HONG KONG: Annual growth in the Hong Kong advertising market slowed to 3% in 2015, according to new data, while the year ahead could see more spending shift into mobile video.
The latest report from admanGo, an advertising monitoring business, noted that this was down on the 4% growth registered in 2014 and said marketers had become more cautious about their advertising spending.
The impact of the mainland's cooling economy was especially evident in the luxury sector – the Jewellery, Watches and Luxury Products category saw a -14% drop in adspend; within that, Watches and Clocks had plummeted -22%, Marketing Interactive reported.
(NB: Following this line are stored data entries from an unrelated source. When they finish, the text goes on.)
//! Transactions API endpoint

use api_types::transaction::{
    TransactionCreated, TransactionKind as ApiKind, TransactionNew, TransactionView,
};
use axum::{Extension, Json, extract::State, http::StatusCode};
use chrono::Utc;

use crate::{ServerError, server::ServerState, user};

fn map_kind(kind: engine::TransactionKind) -> ApiKind {
    match kind {
        engine::TransactionKind::Credit => ApiKind::Credit,
        engine::TransactionKind::Debit => ApiKind::Debit,
    }
}

fn view(tx: engine::Transaction) -> TransactionView {
    TransactionView {
        id: tx.id,
        occurred_on: tx.occurred_on,
        amount_minor: tx.amount_minor,
        kind: map_kind(tx.kind),
        category_id: tx.category_id,
        description: tx.description,
        created_at: tx.created_at.fixed_offset(),
    }
}

pub async fn record(
    Extension(user): Extension<user::Model>,
    State(state): State<ServerState>,
    Json(payload): Json<TransactionNew>,
) -> Result<(StatusCode, Json<TransactionCreated>), ServerError> {
    let kind = match payload.kind {
        ApiKind::Credit => engine::TransactionKind::Credit,
        ApiKind::Debit => engine::TransactionKind::Debit,
    };

    let (tx, balance_after_minor) = state
        .engine
        .record_transaction(
            &user::engine_user(&user),
            engine::RecordTransaction {
                kind,
                amount_minor: payload.amount_minor,
                category_id: payload.category_id,
                description: payload.description,
                occurred_on: Utc::now().date_naive(),
            },
        )
        .await?;

    Ok((
        StatusCode::CREATED,
        Json(TransactionCreated {
            transaction: view(tx),
            balance_after_minor,
        }),
    ))
}
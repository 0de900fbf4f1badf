//! Tunable inputs for the report operations.
//!
//! Every knob a report accepts lives in a named struct with a documented
//! default, so callers pass `..Default::default()` instead of a loose bag of
//! optional numbers.

/// Days covered by the daily closing series and its average. Matches the
/// lookback the product has always used.
pub const DEFAULT_CLOSING_DAYS: i64 = 90;

/// Days covered by the recent-window reports (income sum, debit count).
pub const DEFAULT_WINDOW_DAYS: i64 = 30;

/// Category excluded from income sums by default (internal transfers).
pub const DEFAULT_EXCLUDED_CATEGORY: i64 = 18_020_004;

/// Default lower bound for [`IncomeThresholdParams`]: 15.00 in minor units.
pub const DEFAULT_INCOME_THRESHOLD_MINOR: i64 = 1_500;

/// Window for `daily_closing_series` and `average_balance`.
#[derive(Clone, Copy, Debug, PartialEq, Eq)]
pub struct ClosingSeriesParams {
    /// Number of calendar days ending today. `<= 0` yields an empty series;
    /// exactly 0 makes the average a division-by-zero error.
    pub requested_days: i64,
}

impl Default for ClosingSeriesParams {
    fn default() -> Self {
        Self {
            requested_days: DEFAULT_CLOSING_DAYS,
        }
    }
}

/// How segment sums are paired with their divisors.
#[derive(Clone, Copy, Debug, Default, PartialEq, Eq)]
pub enum SegmentDivisors {
    /// Divide each segment's sum by the *other* segment's day count (and
    /// size the recent window by `first_days`). This reproduces the
    /// behaviour the API has always shipped and is therefore the default.
    #[default]
    Crossed,
    /// Size and divide each segment by its own day count.
    Matched,
}

/// Windows for `average_segment_balance`, both measured back from today.
#[derive(Clone, Copy, Debug, PartialEq, Eq)]
pub struct SegmentParams {
    /// Total lookback; the "first" segment sits at its far end.
    pub total_days: i64,
    /// Day count of the oldest segment.
    pub first_days: i64,
    /// Day count of the most recent segment.
    pub last_days: i64,
    pub divisors: SegmentDivisors,
}

impl Default for SegmentParams {
    fn default() -> Self {
        Self {
            total_days: DEFAULT_CLOSING_DAYS,
            first_days: DEFAULT_WINDOW_DAYS,
            last_days: DEFAULT_WINDOW_DAYS,
            divisors: SegmentDivisors::default(),
        }
    }
}

/// Window and category filter for `income_sum`.
#[derive(Clone, Copy, Debug, PartialEq, Eq)]
pub struct IncomeWindowParams {
    pub last_days: i64,
    /// Credits in this category do not count as income.
    pub except_category: i64,
}

impl Default for IncomeWindowParams {
    fn default() -> Self {
        Self {
            last_days: DEFAULT_WINDOW_DAYS,
            except_category: DEFAULT_EXCLUDED_CATEGORY,
        }
    }
}

/// Window for `debit_count`.
#[derive(Clone, Copy, Debug, PartialEq, Eq)]
pub struct RecentWindowParams {
    pub last_days: i64,
}

impl Default for RecentWindowParams {
    fn default() -> Self {
        Self {
            last_days: DEFAULT_WINDOW_DAYS,
        }
    }
}

/// Lower bound for `income_over_threshold`. Strictly greater-than.
#[derive(Clone, Copy, Debug, PartialEq, Eq)]
pub struct IncomeThresholdParams {
    pub amount_over_minor: i64,
}

impl Default for IncomeThresholdParams {
    fn default() -> Self {
        Self {
            amount_over_minor: DEFAULT_INCOME_THRESHOLD_MINOR,
        }
    }
}
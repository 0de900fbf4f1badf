use sea_orm::Database;
use sea_orm_migration::prelude::*;

const USAGE: &str = "Usage: cargo run -p migration -- [up|down|fresh|status]";

#[tokio::main]
async fn main() -> Result<(), Box<dyn std::error::Error + Send + Sync>> {
    let cmd = std::env::args().nth(1).unwrap_or_else(|| "up".to_string());
    let db_url =
        std::env::var("DATABASE_URL").unwrap_or_else(|_| "sqlite:./saldo.db?mode=rwc".to_string());

    let db = Database::connect(&db_url).await?;

    match cmd.as_str() {
        "up" => migration::Migrator::up(&db, None).await?,
        "down" => migration::Migrator::down(&db, None).await?,
        "fresh" => migration::Migrator::fresh(&db).await?,
        "status" => migration::Migrator::status(&db).await?,
        _ => {
            eprintln!("{USAGE}");
            std::process::exit(2);
        }
    }

    Ok(())
}
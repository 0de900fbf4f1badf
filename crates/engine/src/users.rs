//! The `User` value the engine trusts.
//!
//! The engine never authenticates: callers resolve the identity (the server
//! does it against the `users` table) and hand in a [`User`] carrying the
//! starting balance the ledger folds onto.

/// An authenticated user as seen by the engine.
#[derive(Clone, Debug, PartialEq, Eq)]
pub struct User {
    pub id: String,
    /// Balance immediately before any recorded transaction; every
    /// reconstruction starts from it.
    pub initial_balance_minor: i64,
}
use axum::{Json, http::StatusCode, response::IntoResponse};
use engine::EngineError;

use serde::Serialize;
pub use server::{ServerState, router, run, run_with_listener, spawn_with_listener};

mod server;
mod statistics;
mod transactions;
mod user;

pub mod types {
    pub mod transaction {
        pub use api_types::transaction::{
            TransactionCreated, TransactionKind, TransactionNew, TransactionView,
        };
    }

    pub mod stats {
        pub use api_types::stats::{
            AverageBalance, AverageBalanceResponse, AverageSegmentBalance,
            AverageSegmentBalanceResponse, DailyBalanceView, DailyClosingBalance,
            DailyClosingBalanceResponse, DebitCount, DebitCountResponse, IncomeOverThreshold,
            IncomeSumResponse, LastDaysIncome, SegmentDivisors,
        };
    }
}

pub enum ServerError {
    Engine(EngineError),
    Generic(String),
}

#[derive(Serialize)]
struct Error {
    error: String,
}

fn status_for_engine_error(err: &EngineError) -> StatusCode {
    match err {
        EngineError::KeyNotFound(_) => StatusCode::NOT_FOUND,
        EngineError::Database(_) => StatusCode::INTERNAL_SERVER_ERROR,
        EngineError::InsufficientBalance { .. }
        | EngineError::InvalidAmount(_)
        | EngineError::InvalidDate(_)
        | EngineError::DivisionByZero(_) => StatusCode::UNPROCESSABLE_ENTITY,
    }
}

fn message_for_engine_error(err: EngineError) -> String {
    match err {
        EngineError::Database(db_err) => {
            tracing::error!("database error: {db_err}");
            "internal server error".to_string()
        }
        other => other.to_string(),
    }
}

impl IntoResponse for ServerError {
    fn into_response(self) -> axum::response::Response {
        let (status, error) = match self {
            ServerError::Engine(err) => {
                (status_for_engine_error(&err), message_for_engine_error(err))
            }
            ServerError::Generic(err) => (StatusCode::BAD_REQUEST, err),
        };

        (status, Json(Error { error })).into_response()
    }
}

impl From<EngineError> for ServerError {
    fn from(value: EngineError) -> Self {
        Self::Engine(value)
    }
}
use colored::Colorize;
use log::debug;
use serde::{Deserialize, Serialize};
use std::collections::BTreeMap;
use std::rc::Rc;
use std::time::{Duration, Instant};

use reinforceable_game::{
    ContentLoader, MemorySink, MissionEngine, MissionSession, Presentation, PreparedDay,
    ReportError, ResultPayload, ResultSink, Scenario, SessionIdentity, percent,
};

use super::policy::{PlayerPolicy, Strategy};
use super::seeds::SeedInfo;

/// Upper bound on decisions in one mission before it counts as a loop.
const STEP_LIMIT: usize = 64;

#[derive(Debug, Clone, Serialize, Deserialize)]
pub struct ScenarioResult {
    pub scenario_name: String,
    pub category: String,
    pub seed: String,
    pub strategy: String,
    pub passed: bool,
    pub iterations_run: usize,
    pub successful_iterations: usize,
    pub failures: Vec<String>,
    pub mean_percent: f64,
    pub endings: BTreeMap<String, usize>,
    #[serde(with = "duration_serde")]
    pub average_duration: Duration,
    #[serde(with = "duration_vec_serde")]
    pub performance_data: Vec<Duration>,
}

/// What one completed mission looked like.
#[derive(Debug, Clone, PartialEq, Eq)]
pub struct MissionTrace {
    pub ending_key: String,
    pub deltas: Vec<i32>,
    pub percent: u8,
}

/// Records every payload locally and forwards it to an optional real sink.
#[derive(Clone)]
struct RecordingSink {
    memory: MemorySink,
    forward: Option<Rc<dyn ResultSink>>,
}

impl ResultSink for RecordingSink {
    fn submit(&self, payload: &ResultPayload) -> Result<(), ReportError> {
        self.memory.submit(payload)?;
        match &self.forward {
            Some(sink) => sink.submit(payload),
            None => Ok(()),
        }
    }
}

pub struct LogicTester {
    identity: SessionIdentity,
    forward: Option<Rc<dyn ResultSink>>,
    verbose: bool,
}

impl LogicTester {
    pub const fn new(identity: SessionIdentity, verbose: bool) -> Self {
        Self {
            identity,
            forward: None,
            verbose,
        }
    }

    /// Also hand every finished mission to `sink`.
    #[must_use]
    pub fn with_forward(mut self, sink: Rc<dyn ResultSink>) -> Self {
        self.forward = Some(sink);
        self
    }

    /// Play every scenario in the day's lineup once per strategy.
    pub fn run_day<L: ContentLoader>(
        &self,
        engine: &MissionEngine<L>,
        day: &PreparedDay,
        seed: &SeedInfo,
        strategies: &[Strategy],
        iterations: usize,
    ) -> Vec<ScenarioResult> {
        let lineup = day.lineup();
        let mut results = Vec::new();

        for slot in &lineup.slots {
            for scenario in &slot.scenarios {
                for &strategy in strategies {
                    if self.verbose {
                        println!(
                            "🧪 Testing mission: {} (category: {} {} strategy: {})",
                            scenario.id.bright_white(),
                            slot.category,
                            seed.label(),
                            strategy
                        );
                    }
                    results.push(self.run_single_scenario(
                        engine,
                        day,
                        &slot.category,
                        scenario,
                        seed,
                        strategy,
                        iterations,
                    ));
                }
            }
        }

        results
    }

    #[allow(clippy::too_many_arguments)]
    fn run_single_scenario<L: ContentLoader>(
        &self,
        engine: &MissionEngine<L>,
        day: &PreparedDay,
        category: &str,
        scenario: &Scenario,
        seed: &SeedInfo,
        strategy: Strategy,
        iterations: usize,
    ) -> ScenarioResult {
        let memory = MemorySink::new();
        let sink = RecordingSink {
            memory: memory.clone(),
            forward: self.forward.clone(),
        };
        let mut session = engine.create_session(day, self.identity.clone(), sink);

        let mut successes = 0;
        let mut failures = Vec::new();
        let mut performance_data = Vec::new();
        let mut endings: BTreeMap<String, usize> = BTreeMap::new();
        let mut percent_total = 0_u64;

        for i in 0..iterations {
            let start_time = Instant::now();
            let policy_seed =
                u64::from(seed.seed).wrapping_add(u64::try_from(i).unwrap_or(u64::MAX));
            let mut policy = strategy.create_policy(policy_seed);

            match play_mission(&mut session, &memory, scenario, policy.as_mut()) {
                Ok(trace) => {
                    successes += 1;
                    let duration = start_time.elapsed();
                    performance_data.push(duration);
                    percent_total += u64::from(trace.percent);
                    if self.verbose {
                        println!(
                            "  ✅ Iteration {}/{} passed ({duration:?}) ending:{} percent:{} decisions:{}",
                            i + 1,
                            iterations,
                            trace.ending_key,
                            trace.percent,
                            trace.deltas.len()
                        );
                    }
                    *endings.entry(trace.ending_key).or_default() += 1;
                }
                Err(err) => {
                    if self.verbose {
                        println!(
                            "  ❌ Iteration {}/{} failed: {}",
                            i + 1,
                            iterations,
                            err.clone().red()
                        );
                    }
                    failures.push(format!(
                        "Iteration {} (strategy {}, {}): {err}",
                        i + 1,
                        strategy,
                        seed.label()
                    ));
                }
            }
        }

        let average_duration = if performance_data.is_empty() {
            Duration::ZERO
        } else {
            performance_data.iter().sum::<Duration>()
                / u32::try_from(performance_data.len()).unwrap_or(1)
        };
        #[allow(clippy::cast_precision_loss)]
        let mean_percent = if successes == 0 {
            0.0
        } else {
            percent_total as f64 / successes as f64
        };

        ScenarioResult {
            scenario_name: scenario.id.clone(),
            category: category.to_string(),
            seed: seed.label(),
            strategy: strategy.to_string(),
            passed: failures.is_empty(),
            iterations_run: iterations,
            successful_iterations: successes,
            failures,
            mean_percent,
            endings,
            average_duration,
            performance_data,
        }
    }
}

/// Drive one mission from start to "Play again" and check the run invariants.
pub fn play_mission<S: ResultSink>(
    session: &mut MissionSession<S>,
    submitted: &MemorySink,
    scenario: &Scenario,
    policy: &mut dyn PlayerPolicy,
) -> Result<MissionTrace, String> {
    let before = submitted.len();
    let score_step = session.config().score_step;
    let mut view = session.start(scenario).map_err(|e| e.to_string())?;
    let mut deltas = Vec::new();

    for _ in 0..STEP_LIMIT {
        let Presentation::Step(step) = &view else {
            break;
        };
        let node = session
            .current_node()
            .ok_or_else(|| "run ended before an ending was shown".to_string())?;
        let decision = policy
            .pick_option(&step.options, node)
            .ok_or_else(|| format!("no option offered at node {}", step.node_id))?;
        debug!(
            "{} picked option {} at node {} ({})",
            policy.name(),
            decision.option,
            step.node_id,
            decision.rationale.as_deref().unwrap_or("-")
        );
        let outcome = session.choose(decision.option).map_err(|e| e.to_string())?;
        if !outcome.scored {
            return Err(format!("step option at node {} was not scored", step.node_id));
        }
        deltas.push(outcome.delta);
        view = outcome.next;
    }

    let Presentation::Ending(ending) = view else {
        return Err(format!("no ending within {STEP_LIMIT} decisions"));
    };
    let summary = &ending.summary;
    let expected_points: i32 = deltas.iter().sum();
    let expected_max = score_step * i32::try_from(deltas.len()).unwrap_or(i32::MAX);
    if summary.points != expected_points {
        return Err(format!(
            "points {} != sum of deltas {expected_points}",
            summary.points
        ));
    }
    if summary.max_possible != expected_max {
        return Err(format!(
            "max_possible {} != {score_step} x {} decisions",
            summary.max_possible,
            deltas.len()
        ));
    }
    let expected_tier = session.config().tiers.tier_for(summary.percent);
    if summary.tier != expected_tier {
        return Err(format!(
            "tier {} does not match {}% (expected {expected_tier})",
            summary.tier, summary.percent
        ));
    }

    for _ in 0..2 {
        session.present().map_err(|e| e.to_string())?;
    }
    let sent = submitted.len() - before;
    if sent != 1 {
        return Err(format!("expected exactly one submission, saw {sent}"));
    }
    let payloads = submitted.payloads();
    let payload = payloads
        .last()
        .ok_or_else(|| "submission buffer is empty".to_string())?;
    if payload.scenario_id != scenario.id
        || payload.points != summary.points
        || payload.max_possible != summary.max_possible
        || payload.percent != percent(summary.points, summary.max_possible)
        || payload.events.len() != deltas.len()
    {
        return Err(format!("payload disagrees with the result screen: {payload:?}"));
    }

    let play_again = ending
        .options
        .first()
        .ok_or_else(|| "ending offers no way home".to_string())?;
    let home = session.choose(play_again.id).map_err(|e| e.to_string())?;
    if home.scored || home.next != Presentation::Home || session.is_running() {
        return Err("play again did not return home".to_string());
    }

    Ok(MissionTrace {
        ending_key: summary.ending_key.clone(),
        deltas,
        percent: summary.percent,
    })
}

mod duration_serde {
    use serde::{Deserialize, Deserializer, Serialize, Serializer};
    use std::time::Duration;

    pub fn serialize<S>(duration: &Duration, serializer: S) -> Result<S::Ok, S::Error>
    where
        S: Serializer,
    {
        duration.as_millis().serialize(serializer)
    }

    pub fn deserialize<'de, D>(deserializer: D) -> Result<Duration, D::Error>
    where
        D: Deserializer<'de>,
    {
        let millis = u128::deserialize(deserializer)?;
        Ok(Duration::from_millis(u64::try_from(millis).unwrap_or(0)))
    }
}

mod duration_vec_serde {
    use serde::{Deserialize, Deserializer, Serialize, Serializer};
    use std::time::Duration;

    pub fn serialize<S>(durations: &[Duration], serializer: S) -> Result<S::Ok, S::Error>
    where
        S: Serializer,
    {
        let millis: Vec<u128> = durations
            .iter()
            .map(std::time::Duration::as_millis)
            .collect();
        millis.serialize(serializer)
    }

    pub fn deserialize<'de, D>(deserializer: D) -> Result<Vec<Duration>, D::Error>
    where
        D: Deserializer<'de>,
    {
        let millis_vec = Vec::<u128>::deserialize(deserializer)?;
        Ok(millis_vec
            .into_iter()
            .map(|m| Duration::from_millis(u64::try_from(m).unwrap_or(0)))
            .collect())
    }
}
This is one of the smaller spending categories, however. The highest-spending category of banking & investment services saw no change, but several others managed double digit increases in spending, including travel & tourism (+22%), beverages (+17%), pharmaceuticals & healthcare (+14%) and toiletries & household (+12%).
Digital continued to make inroads into marketers' budgets at the expense of print. Spending on mobile was up 51% and that on interactive platforms up 31%; magazine spending was down 15% over the year and paid newspapers down 6%.
In 2016, television may start to feel the squeeze, as OTT services become an increasingly attractive option.
According to Kevin Huang, chief executive at online advertising agency Pixels, most of the city's major advertising agencies have been researching this area.
"Most of the city's large television advertisers have started to invest in OTT video ads," he said, adding that over the past 18 months his own agency had worked "with more than 300 brands to run close to 1,000 campaigns available on in-stream video advertising online and on mobile".
Such investments "will only accelerate in 2016 and beyond," he stated.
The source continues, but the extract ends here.